Je demeurai malade deux ans… J’avais des peurs nerveuses qui me faisaient pousser des cris soit pour descendre un escalier rapide, soit en voiture, lorsque les chevaux allaient vite. Personne, pas même mon père, ne pouvait m’embrasser sans que je tombasse en convulsions. La vue d’un homme me faisait horreur. Cependant, je me souviens que j’aurais voulu le revoir, lui ; je ne sais pas encore si je l’aimais ou si je le haïssais. C’était très violent ce que j’éprouvais. À mesure que les mois se succédaient, mon impression s’affaiblissait ; ma santé raffermie, j’oubliai tout. Je redevins très jolie, très coquette, très audacieuse. La leçon si terrible ne m’avait laissé aucun profit. Je devais avoir le pardon facile.

Je ne m’occupais exactement que de vanité et d’amour ; tout le reste m était indifférent. Je n’ai jamais compris, ni les beautés de l’art, ni celles de la nature. Il venait chez ma mère, et je voyais à l’atelier de très grands artistes, je m’en souciais peu. Les œuvres n’existaient pas, la qualité d’être un homme effaçait tout à mes yeux.

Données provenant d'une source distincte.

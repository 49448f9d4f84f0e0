//! Configuration loader for threadchat.
//!
//! Reads `threadchat.toml` from the data directory (`~/.threadchat/` in
//! production) and deserializes it into [`AppConfig`]. Falls back to sensible
//! defaults when the file is missing or malformed.

use std::path::{Path, PathBuf};

use threadchat_types::config::AppConfig;

use crate::sqlite::pool::default_database_url;

/// Name of the config file inside the data directory.
pub const CONFIG_FILE: &str = "threadchat.toml";

/// Resolve the data directory from environment or platform defaults.
///
/// Priority: `THREADCHAT_DATA_DIR`, then `~/.threadchat`, then `./.threadchat`.
pub fn resolve_data_dir() -> PathBuf {
    if let Ok(dir) = std::env::var("THREADCHAT_DATA_DIR") {
        return PathBuf::from(dir);
    }

    if let Some(home) = dirs::home_dir() {
        return home.join(".threadchat");
    }

    PathBuf::from(".threadchat")
}

/// Load configuration from `{data_dir}/threadchat.toml`.
///
/// - If the file does not exist, returns [`AppConfig::default()`].
/// - If the file exists but fails to parse, logs a warning and returns the default.
/// - If the file exists and parses successfully, returns the parsed config.
pub async fn load_config(data_dir: &Path) -> AppConfig {
    let config_path = data_dir.join(CONFIG_FILE);

    let content = match tokio::fs::read_to_string(&config_path).await {
        Ok(content) => content,
        Err(err) if err.kind() == std::io::ErrorKind::NotFound => {
            tracing::debug!("No {CONFIG_FILE} found at {}, using defaults", config_path.display());
            return AppConfig::default();
        }
        Err(err) => {
            tracing::warn!("Failed to read {}: {err}, using defaults", config_path.display());
            return AppConfig::default();
        }
    };

    match toml::from_str::<AppConfig>(&content) {
        Ok(config) => config,
        Err(err) => {
            tracing::warn!(
                "Failed to parse {}: {err}, using defaults",
                config_path.display()
            );
            AppConfig::default()
        }
    }
}

/// The database URL to open: explicit config wins over the data-dir default.
pub fn resolve_database_url(config: &AppConfig, data_dir: &Path) -> String {
    config
        .database_url
        .clone()
        .unwrap_or_else(|| default_database_url(data_dir))
}
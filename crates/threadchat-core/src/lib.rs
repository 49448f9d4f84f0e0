//! Business logic and repository trait definitions for threadchat.
//!
//! This crate defines the "ports" (repository and backend traits) that the
//! infrastructure layer implements, plus the exchange flow built on them.
//! It depends only on `threadchat-types` -- never on `threadchat-infra` or
//! any database/HTTP crate.

pub mod backend;
pub mod conversation;
pub mod exchange;
pub mod identity;
pub mod message;

#[cfg(test)]
pub(crate) mod testing;
//! Message store: build, validate, and guarded save.
//!
//! Saving always goes through validation; there is no path that hands an
//! unchecked draft to the repository.

use threadchat_types::conversation::Conversation;
use threadchat_types::error::{ExchangeError, RepositoryError, ValidationError};
use threadchat_types::message::{Message, MessageDraft, Sender, ValidMessage};
use tracing::{debug, error};

use crate::message::repository::MessageRepository;

pub struct MessageStore<M: MessageRepository> {
    repo: M,
}

impl<M: MessageRepository> MessageStore<M> {
    pub fn new(repo: M) -> Self {
        Self { repo }
    }

    /// Construct an unsaved message. No side effects.
    pub fn build(
        &self,
        conversation: &Conversation,
        content: impl Into<String>,
        sender: Sender,
    ) -> MessageDraft {
        MessageDraft {
            conversation_id: conversation.id.clone(),
            content: content.into(),
            sender: sender.to_string(),
            response: None,
        }
    }

    /// Check a draft without persisting it.
    pub fn validate(&self, draft: MessageDraft) -> Result<ValidMessage, ValidationError> {
        ValidMessage::check(draft)
    }

    /// Validate, then persist. Invalid drafts never reach the repository.
    pub async fn save(&self, draft: MessageDraft) -> Result<Message, ExchangeError> {
        let conversation_id = draft.conversation_id.clone();
        let valid = self.validate(draft)?;
        let sender = valid.sender();

        let message = self.repo.insert(valid).await.map_err(|e| {
            error!(
                conversation_id = %conversation_id,
                sender = %sender,
                error = %e,
                "Message save failed"
            );
            ExchangeError::PersistFailed(e)
        })?;

        debug!(
            conversation_id = %conversation_id,
            message_id = %message.id,
            sender = %sender,
            "Message saved"
        );
        Ok(message)
    }

    /// Persist the bot side of an exchange.
    ///
    /// Bot replies are produced internally; a reply that still fails the
    /// content check is reported as a constraint violation, not as rejected
    /// user input.
    pub async fn create_bot_reply(
        &self,
        conversation: &Conversation,
        content: impl Into<String>,
        response: Option<String>,
    ) -> Result<Message, RepositoryError> {
        let mut draft = self.build(conversation, content, Sender::Bot);
        draft.response = response;

        let valid = self.validate(draft).map_err(|e| {
            error!(conversation_id = %conversation.id, error = %e, "Bot reply failed validation");
            RepositoryError::Conflict(format!("invalid bot reply: {e}"))
        })?;

        let message = self.repo.insert(valid).await.inspect_err(|e| {
            error!(
                conversation_id = %conversation.id,
                sender = %Sender::Bot,
                error = %e,
                "Bot reply save failed"
            );
        })?;

        debug!(conversation_id = %conversation.id, message_id = %message.id, "Bot reply saved");
        Ok(message)
    }
}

J’affolais les gens, on me devinait si précocement perverse, et je savais avec tant d’habileté attirer sur moi l’attention ! Ma mère m’habillait à ravir les sens. Elle me faisait faire de petites robes toutes jeunettes, très vicieuses, une mousseline blanche plaquant sur les hanches, un corsage ouvert comme celui d’un bébé, montrant une gorge exquise de forme. Les cheveux défaits, les yeux mi-clos, les lèvres entrouvertes, j’étais irrésistible de volupté.

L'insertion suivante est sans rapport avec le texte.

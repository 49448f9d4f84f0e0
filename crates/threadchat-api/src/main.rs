//! threadchat CLI and web server entry point.
//!
//! Parses CLI arguments, initializes database and services, then dispatches
//! to the appropriate command handler or starts the web server.

mod cli;
mod http;
mod state;

use clap::Parser;
use clap_complete::generate;
use tracing_subscriber::EnvFilter;

use cli::{Cli, Commands};
use state::AppState;

#[tokio::main]
async fn main() -> anyhow::Result<()> {
    let cli = Cli::parse();

    // Set up tracing based on verbosity
    let filter = match cli.verbose {
        0 if cli.quiet => "error",
        0 => "warn",
        1 => "info,threadchat=debug",
        _ => "trace",
    };

    tracing_subscriber::fmt()
        .with_env_filter(EnvFilter::new(filter))
        .with_target(false)
        .init();

    // Shell completions don't need app state
    if let Commands::Completions { shell } = &cli.command {
        let mut cmd = <Cli as clap::CommandFactory>::command();
        generate(*shell, &mut cmd, "threadchat", &mut std::io::stdout());
        return Ok(());
    }

    let state = AppState::init(cli.backend_url.clone()).await?;

    match cli.command {
        Commands::Serve { port, host } => {
            let host = host.unwrap_or_else(|| state.config.server.host.clone());
            let port = port.unwrap_or(state.config.server.port);
            let addr = format!("{host}:{port}");
            let listener = tokio::net::TcpListener::bind(&addr).await?;

            if !cli.quiet {
                println!(
                    "  {} threadchat listening on {}",
                    console::style("⚡").bold(),
                    console::style(format!("http://{addr}")).cyan()
                );
                println!(
                    "  {} {}",
                    console::style("Chatbot backend:").dim(),
                    console::style(&state.config.backend.base_url).dim()
                );
                println!(
                    "  {} {}",
                    console::style("Data directory:").dim(),
                    console::style(state.data_dir.display()).dim()
                );
                println!("  {}", console::style("Press Ctrl+C to stop").dim());
            }
            tracing::info!(%addr, "Server started");

            let db_pool = state.db_pool.clone();
            let router = http::router::build_router(state);

            axum::serve(listener, router)
                .with_graceful_shutdown(shutdown_signal())
                .await?;

            db_pool.close().await;

            if !cli.quiet {
                println!("\n  Server stopped.");
            }
        }

        Commands::Show { id } => {
            cli::conversation::show_conversation(&state, &id, cli.json).await?;
        }

        Commands::Delete { id, force } => {
            cli::conversation::delete_conversation(&state, &id, force, cli.json).await?;
        }

        Commands::Completions { .. } => unreachable!("handled above"),
    }

    Ok(())
}

/// Wait for Ctrl+C or SIGTERM for graceful shutdown.
async fn shutdown_signal() {
    let ctrl_c = async {
        tokio::signal::ctrl_c()
            .await
            .expect("failed to install Ctrl+C handler");
    };

    #[cfg(unix)]
    let terminate = async {
        tokio::signal::unix::signal(tokio::signal::unix::SignalKind::terminate())
            .expect("failed to install SIGTERM handler")
            .recv()
            .await;
    };

    #[cfg(not(unix))]
    let terminate = std::future::pending::<()>();

    tokio::select! {
        _ = ctrl_c => {},
        _ = terminate => {},
    }
}
//! Thread token generation.
//!
//! The thread token is the correlation key the remote chat backend uses to
//! keep its own per-conversation context.

use uuid::Uuid;

/// Generate a fresh thread token.
///
/// A random (v4) UUID rendered as hyphenated text. Carries no timestamp.
pub fn generate_thread_id() -> String {
    Uuid::new_v4().to_string()
}
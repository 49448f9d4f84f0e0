//! HTTP layer for threadchat.
//!
//! Axum server rendering the conversation page with minijinja, a JSON
//! mirror at `/api/v1/` using the envelope response format, and CORS.

pub mod error;
pub mod extractors;
pub mod handlers;
pub mod render;
pub mod response;
pub mod router;
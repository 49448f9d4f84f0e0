//! Message types for threadchat.
//!
//! Messages are ordered by `created_at` within a conversation. The exchange
//! handler produces them in user/bot pairs.

use chrono::{DateTime, Utc};
use serde::{Deserialize, Serialize};
use uuid::Uuid;

use std::fmt;
use std::str::FromStr;

use crate::conversation::ConversationId;
use crate::error::ValidationError;

/// Who authored a message.
///
/// Maps to the CHECK constraint in the SQLite schema:
/// `CHECK (sender IN ('user', 'bot'))`
#[derive(Debug, Clone, Copy, PartialEq, Eq, Serialize, Deserialize)]
#[serde(rename_all = "lowercase")]
pub enum Sender {
    User,
    Bot,
}

impl fmt::Display for Sender {
    fn fmt(&self, f: &mut fmt::Formatter<'_>) -> fmt::Result {
        match self {
            Sender::User => write!(f, "user"),
            Sender::Bot => write!(f, "bot"),
        }
    }
}

impl FromStr for Sender {
    type Err = ValidationError;

    fn from_str(s: &str) -> Result<Self, Self::Err> {
        match s {
            "user" => Ok(Sender::User),
            "bot" => Ok(Sender::Bot),
            _ => Err(ValidationError::new("sender", "is not included in the list")),
        }
    }
}

/// A persisted message.
#[derive(Debug, Clone, PartialEq, Eq, Serialize, Deserialize)]
pub struct Message {
    pub id: Uuid,
    pub conversation_id: ConversationId,
    pub content: String,
    pub sender: Sender,
    /// Raw backend reply (bot messages only).
    pub response: Option<String>,
    pub created_at: DateTime<Utc>,
}

/// An unsaved message, built for validation before commit.
///
/// `sender` stays raw text until validation so that a draft assembled from
/// untrusted input cannot skip the sender check.
#[derive(Debug, Clone, PartialEq, Eq)]
pub struct MessageDraft {
    pub conversation_id: ConversationId,
    pub content: String,
    pub sender: String,
    pub response: Option<String>,
}

/// A draft that passed validation and is ready to be inserted.
///
/// Only produced by `MessageStore::validate`; the repository assigns `id`
/// and `created_at` at insert time.
#[derive(Debug, Clone, PartialEq, Eq)]
pub struct ValidMessage {
    pub(crate) conversation_id: ConversationId,
    pub(crate) content: String,
    pub(crate) sender: Sender,
    pub(crate) response: Option<String>,
}

impl ValidMessage {
    /// Check a draft and convert it into an insertable message.
    ///
    /// Fails when `content` is empty or whitespace-only, or when `sender` is
    /// anything other than `user` or `bot`.
    pub fn check(draft: MessageDraft) -> Result<Self, ValidationError> {
        if draft.content.trim().is_empty() {
            return Err(ValidationError::new("content", "can't be blank"));
        }
        let sender: Sender = draft.sender.parse()?;

        Ok(Self {
            conversation_id: draft.conversation_id,
            content: draft.content,
            sender,
            response: draft.response,
        })
    }

    pub fn conversation_id(&self) -> &ConversationId {
        &self.conversation_id
    }

    pub fn content(&self) -> &str {
        &self.content
    }

    pub fn sender(&self) -> Sender {
        self.sender
    }

    pub fn response(&self) -> Option<&str> {
        self.response.as_deref()
    }

    /// Attach the identity and timestamp chosen by the store.
    pub fn into_message(self, id: Uuid, created_at: DateTime<Utc>) -> Message {
        Message {
            id,
            conversation_id: self.conversation_id,
            content: self.content,
            sender: self.sender,
            response: self.response,
            created_at,
        }
    }
}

Il y avait, au second étage de la maison dont nous habitions le premier, une famille de bourgeois honnêtes et rangés avec lesquels nous avions fait connaissance. La mère, étant toujours malade, ne sortait pas de son appartement. Le père et le fils venaient chez nous ensemble. Ils s’aimaient beaucoup. Le père, grand, bien fait, la physionomie encore jeune, l’air souriant, la moustache à peine grisonnante ; le fils, pâle, mince, blond, les yeux ternes, la bouche incolore ; tous les deux s’amourachèrent follement de moi. Cela me plaisait et m’amusait beaucoup. D’une main, je recevais les petits billets qu’Ernest — c était le fils — m’écrivait chaque fois, tandis que j’abandonnais l’autre aux baisers passionnés de M. Deschamps — c’était le père. — Cette situation double me semblait drôle, je ne négligeais rien pour augmenter leur passion ; plus elle grandissait, plus j’étais ravie.


— J’étais la maîtresse des deux, — c’est si lointain que j’ose le dire. — Le père m’aimait avec la foi, l’ardeur, la presque chasteté d’un homme très jeune, tandis que son fils montrait déjà dans son amour une sorte de sénilité. Le plus âgé me faisait des vers, où il me comparait aux anges, aux fées, aux étoiles ; le second m’écrivait des obscénités ; l’un me plaisait autant que l’autre.

Cependant quoique très libre, je ne l’étais pas assez encore, au gré de M. Dechamps. Il me parla de louer un petit appartement, de le meubler gentiment et de m’y recevoir. J’acceptai volontiers. J’allais trois fois par semaine, accompagnée de mon institutrice, prendre une leçon de piano. J’avais le prétexte trouvé pour des absences. Quant à miss Campbell, elle faisait ce que je voulais. Je la bourrais de gâteau de plomb, je lui donnais un livre, je la laissais en voiture, elle m’eût attendu ainsi jusqu’à la fin de ses jours.


L’appartement fut bientôt prêt, il était charmant et j’y fus avec plaisir. Il y avait toujours un excellent goûter, auquel je faisais grand honneur ; je me recoiffais promptement, et je rentrais chez moi, sans que personne se doutât de mon équipée. Ernest m’attendait toujours devant la porte de notre maison pour me donner la main, m’aider à descendre de voiture et m’embrasser dans l’escalier. Il voulait m’épouser. J’eus toutes lespeines du monde à l’empêcher d’en parler à son père.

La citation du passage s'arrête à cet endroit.